Stored items
################

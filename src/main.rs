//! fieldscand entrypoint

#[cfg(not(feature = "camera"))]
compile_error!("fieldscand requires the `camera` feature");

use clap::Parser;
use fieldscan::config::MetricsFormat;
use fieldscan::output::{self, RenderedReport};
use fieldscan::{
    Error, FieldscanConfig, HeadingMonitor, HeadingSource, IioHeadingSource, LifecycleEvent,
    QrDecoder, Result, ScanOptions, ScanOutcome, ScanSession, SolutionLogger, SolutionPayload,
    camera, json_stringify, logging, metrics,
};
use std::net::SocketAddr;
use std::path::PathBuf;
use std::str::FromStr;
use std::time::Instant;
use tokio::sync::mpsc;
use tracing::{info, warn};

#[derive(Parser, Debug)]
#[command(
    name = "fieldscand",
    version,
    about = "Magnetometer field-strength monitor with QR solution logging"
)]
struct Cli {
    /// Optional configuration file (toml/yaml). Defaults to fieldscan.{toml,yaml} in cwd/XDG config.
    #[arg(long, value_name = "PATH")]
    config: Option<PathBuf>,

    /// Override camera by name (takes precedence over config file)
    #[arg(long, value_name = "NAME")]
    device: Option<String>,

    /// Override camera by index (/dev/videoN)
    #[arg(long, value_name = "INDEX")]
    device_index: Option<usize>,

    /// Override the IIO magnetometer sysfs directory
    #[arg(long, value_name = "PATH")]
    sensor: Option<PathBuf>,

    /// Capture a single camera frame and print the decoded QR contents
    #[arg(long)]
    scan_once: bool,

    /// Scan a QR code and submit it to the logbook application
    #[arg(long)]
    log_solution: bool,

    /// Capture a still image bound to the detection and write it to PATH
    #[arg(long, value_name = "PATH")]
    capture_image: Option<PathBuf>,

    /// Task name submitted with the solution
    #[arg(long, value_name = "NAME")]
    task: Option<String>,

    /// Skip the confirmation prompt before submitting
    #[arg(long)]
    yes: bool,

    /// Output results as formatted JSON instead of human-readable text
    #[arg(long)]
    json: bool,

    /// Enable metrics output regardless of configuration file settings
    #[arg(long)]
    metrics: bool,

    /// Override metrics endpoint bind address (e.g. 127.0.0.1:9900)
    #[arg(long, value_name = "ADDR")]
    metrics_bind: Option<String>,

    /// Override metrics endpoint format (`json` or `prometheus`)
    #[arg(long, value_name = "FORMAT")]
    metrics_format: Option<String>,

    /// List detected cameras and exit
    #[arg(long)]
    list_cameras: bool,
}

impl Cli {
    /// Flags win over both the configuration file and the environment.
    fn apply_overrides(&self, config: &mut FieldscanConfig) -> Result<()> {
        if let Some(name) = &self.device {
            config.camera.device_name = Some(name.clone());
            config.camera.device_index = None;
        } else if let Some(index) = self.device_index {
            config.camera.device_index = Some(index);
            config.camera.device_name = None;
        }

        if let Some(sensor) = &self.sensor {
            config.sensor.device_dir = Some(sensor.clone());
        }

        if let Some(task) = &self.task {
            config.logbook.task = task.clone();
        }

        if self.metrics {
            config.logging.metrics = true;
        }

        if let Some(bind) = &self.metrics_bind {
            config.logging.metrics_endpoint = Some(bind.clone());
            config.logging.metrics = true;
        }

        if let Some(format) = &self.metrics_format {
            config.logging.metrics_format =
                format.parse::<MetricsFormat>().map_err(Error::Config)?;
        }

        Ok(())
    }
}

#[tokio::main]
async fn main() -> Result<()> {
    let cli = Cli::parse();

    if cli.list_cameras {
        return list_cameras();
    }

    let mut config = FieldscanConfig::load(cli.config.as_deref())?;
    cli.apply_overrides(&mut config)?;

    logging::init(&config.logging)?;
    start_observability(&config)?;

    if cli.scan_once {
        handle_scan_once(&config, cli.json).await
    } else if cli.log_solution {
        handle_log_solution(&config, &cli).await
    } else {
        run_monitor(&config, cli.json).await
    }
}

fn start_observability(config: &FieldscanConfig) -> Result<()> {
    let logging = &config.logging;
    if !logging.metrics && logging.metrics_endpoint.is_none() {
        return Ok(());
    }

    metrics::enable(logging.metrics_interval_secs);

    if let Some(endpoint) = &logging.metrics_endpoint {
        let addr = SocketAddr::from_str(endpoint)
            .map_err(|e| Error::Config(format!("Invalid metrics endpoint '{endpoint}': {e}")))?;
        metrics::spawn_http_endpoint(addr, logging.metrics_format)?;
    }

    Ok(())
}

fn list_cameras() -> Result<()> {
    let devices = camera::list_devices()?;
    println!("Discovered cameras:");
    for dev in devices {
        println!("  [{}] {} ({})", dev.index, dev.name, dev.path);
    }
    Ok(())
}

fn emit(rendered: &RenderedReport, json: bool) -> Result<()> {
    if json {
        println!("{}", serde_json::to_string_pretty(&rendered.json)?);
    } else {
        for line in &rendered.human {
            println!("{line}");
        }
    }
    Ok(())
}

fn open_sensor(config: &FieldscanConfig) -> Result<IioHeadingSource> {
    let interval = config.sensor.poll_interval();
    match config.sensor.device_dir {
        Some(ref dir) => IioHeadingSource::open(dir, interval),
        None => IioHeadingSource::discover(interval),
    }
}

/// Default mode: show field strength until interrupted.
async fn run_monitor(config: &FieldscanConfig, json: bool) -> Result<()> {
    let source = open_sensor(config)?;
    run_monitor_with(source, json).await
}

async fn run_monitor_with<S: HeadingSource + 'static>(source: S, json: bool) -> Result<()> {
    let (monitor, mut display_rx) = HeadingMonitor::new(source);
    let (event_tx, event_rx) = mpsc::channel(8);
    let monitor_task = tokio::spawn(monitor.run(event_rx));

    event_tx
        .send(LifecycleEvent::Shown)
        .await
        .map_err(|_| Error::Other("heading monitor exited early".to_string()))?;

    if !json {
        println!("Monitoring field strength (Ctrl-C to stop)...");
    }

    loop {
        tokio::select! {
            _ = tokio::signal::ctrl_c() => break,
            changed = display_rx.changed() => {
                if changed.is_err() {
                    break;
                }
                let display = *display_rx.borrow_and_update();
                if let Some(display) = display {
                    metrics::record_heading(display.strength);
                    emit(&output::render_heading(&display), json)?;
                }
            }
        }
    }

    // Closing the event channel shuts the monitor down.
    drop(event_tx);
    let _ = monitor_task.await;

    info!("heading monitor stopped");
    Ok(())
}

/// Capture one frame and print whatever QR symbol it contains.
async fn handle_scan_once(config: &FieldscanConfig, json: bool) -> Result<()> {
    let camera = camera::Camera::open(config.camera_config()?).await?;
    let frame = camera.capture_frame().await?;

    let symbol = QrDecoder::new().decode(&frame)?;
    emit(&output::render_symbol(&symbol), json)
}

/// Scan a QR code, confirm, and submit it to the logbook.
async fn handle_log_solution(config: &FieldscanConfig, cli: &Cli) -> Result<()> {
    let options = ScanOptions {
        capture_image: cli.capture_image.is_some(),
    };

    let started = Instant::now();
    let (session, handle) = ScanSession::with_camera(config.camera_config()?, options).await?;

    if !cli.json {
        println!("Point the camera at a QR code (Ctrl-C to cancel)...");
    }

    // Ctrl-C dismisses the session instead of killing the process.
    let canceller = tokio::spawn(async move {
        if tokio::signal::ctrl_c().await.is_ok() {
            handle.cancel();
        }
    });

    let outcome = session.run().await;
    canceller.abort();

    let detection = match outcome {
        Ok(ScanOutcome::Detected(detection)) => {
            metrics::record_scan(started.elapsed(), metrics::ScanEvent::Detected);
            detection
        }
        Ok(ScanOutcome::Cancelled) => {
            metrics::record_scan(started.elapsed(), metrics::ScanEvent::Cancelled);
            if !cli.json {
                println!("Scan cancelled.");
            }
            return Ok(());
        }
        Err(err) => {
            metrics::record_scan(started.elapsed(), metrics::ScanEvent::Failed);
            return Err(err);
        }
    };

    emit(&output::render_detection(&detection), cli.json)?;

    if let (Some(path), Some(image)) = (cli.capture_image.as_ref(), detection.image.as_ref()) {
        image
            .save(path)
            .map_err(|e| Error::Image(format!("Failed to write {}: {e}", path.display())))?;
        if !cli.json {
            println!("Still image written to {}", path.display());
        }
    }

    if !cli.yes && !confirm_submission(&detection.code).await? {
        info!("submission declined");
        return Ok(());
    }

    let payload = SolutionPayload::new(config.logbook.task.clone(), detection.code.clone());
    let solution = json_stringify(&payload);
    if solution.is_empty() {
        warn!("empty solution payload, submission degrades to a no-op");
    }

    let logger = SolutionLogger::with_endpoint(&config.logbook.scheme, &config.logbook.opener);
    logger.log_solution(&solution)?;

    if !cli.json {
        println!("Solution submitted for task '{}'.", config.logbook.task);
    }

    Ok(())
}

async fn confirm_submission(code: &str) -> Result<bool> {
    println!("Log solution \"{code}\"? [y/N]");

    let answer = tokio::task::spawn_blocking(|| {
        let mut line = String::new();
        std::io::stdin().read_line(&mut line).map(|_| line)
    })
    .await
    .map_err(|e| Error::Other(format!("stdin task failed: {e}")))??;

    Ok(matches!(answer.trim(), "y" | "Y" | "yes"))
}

################

- Your goal
The word "feature" appears in some lines of the data. Copy every one of those lines.

- Your solution
#[cfg(not(feature = "camera"))]
compile_error!("fieldscand requires the `camera` feature");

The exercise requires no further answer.